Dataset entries
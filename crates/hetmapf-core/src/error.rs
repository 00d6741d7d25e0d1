//! Workspace error type.
//!
//! Sub-crates define their own error enums and either convert into
//! `CoreError` via `From` impls or wrap it as one variant.  Both patterns
//! are acceptable; prefer whichever keeps error sites clean.

use thiserror::Error;

use crate::AgentId;

/// The top-level error type for `hetmapf-core` and a common base for
/// sub-crates.
#[derive(Debug, Error)]
pub enum CoreError {
    #[error("agent {0} has no start vertex on its fleet graph")]
    MissingStart(AgentId),

    #[error("agent {0} has no goal vertex on its fleet graph")]
    MissingGoal(AgentId),

    #[error("agents {0} and {1} overlap at base cell {2} in the {3} configuration")]
    FootprintOverlap(AgentId, AgentId, usize, &'static str),

    #[error("agent {0} cannot reach its goal on its fleet graph")]
    UnreachableGoal(AgentId),

    #[error("configuration error: {0}")]
    Config(String),

    #[error("parse error: {0}")]
    Parse(String),

    #[error("I/O error: {0}")]
    Io(#[from] std::io::Error),
}

/// Shorthand result type for all `hetmapf-*` crates.
pub type CoreResult<T> = Result<T, CoreError>;
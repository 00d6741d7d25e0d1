//! `hetmapf-grid` — occupancy-grid graphs for heterogeneous fleets.
//!
//! The base grid is the finest occupancy grid and the ground truth for
//! obstacles and collisions.  Each fleet (set of agents sharing a footprint
//! size) plans on a coarser **fleet graph** obtained by non-overlapping
//! tiling of the base grid; [`footprint`] projects fleet cells back down to
//! the base cells they cover, which is how agents on different fleet graphs
//! are checked against each other.

pub mod footprint;
pub mod graph;

mod error;

#[cfg(test)]
mod tests;

pub use error::{GridError, GridResult};
pub use graph::{Graph, Vertex};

ACTIVITY> Retype the lines above, keeping every character.

RESULT>
filename crates/hetmapf-core/src/error.rs
repository 00d6741d7d25e0d1
//! Workspace error type.
//!
//! Sub-crates define their own error enums and either convert into
//! `CoreError` via `From` impls or wrap it as one variant.  Both patterns
//! are acceptable; prefer whichever keeps error sites clean.

use thiserror::Error;

use crate::AgentId;

/// The top-level error type for `hetmapf-core` and a common base for
/// sub-crates.
#[derive(Debug, Error)]
pub enum CoreError {
    #[error("agent {0} has no start vertex on its fleet graph")]
    MissingStart(AgentId),

    #[error("agent {0} has no goal vertex on its fleet graph")]
    MissingGoal(AgentId),

    #[error("agents {0} and {1} overlap at base cell {2} in the {3} configuration")]
    FootprintOverlap(AgentId, AgentId, usize, &'static str),

    #[error("agent {0} cannot reach its goal on its fleet graph")]
    UnreachableGoal(AgentId),

    #[error("configuration error: {0}")]
    Config(String),

    #[error("parse error: {0}")]
    Parse(String),

    #[error("I/O error: {0}")]
    Io(#[from] std::io::Error),
}

/// Shorthand result type for all `hetmapf-*` crates.
pub type CoreResult<T> = Result<T, CoreError>;
repository 00d6741d7d25e0d1
//! `hetmapf-grid` — occupancy-grid graphs for heterogeneous fleets.
//!
//! The base grid is the finest occupancy grid and the ground truth for
//! obstacles and collisions.  Each fleet (set of agents sharing a footprint
//! size) plans on a coarser **fleet graph** obtained by non-overlapping
//! tiling of the base grid; [`footprint`] projects fleet cells back down to
//! the base cells they cover, which is how agents on different fleet graphs
//! are checked against each other.

pub mod footprint;
pub mod graph;

mod error;

#[cfg(test)]
mod tests;

pub use error::{GridError, GridResult};
pub use graph::{Graph, Vertex};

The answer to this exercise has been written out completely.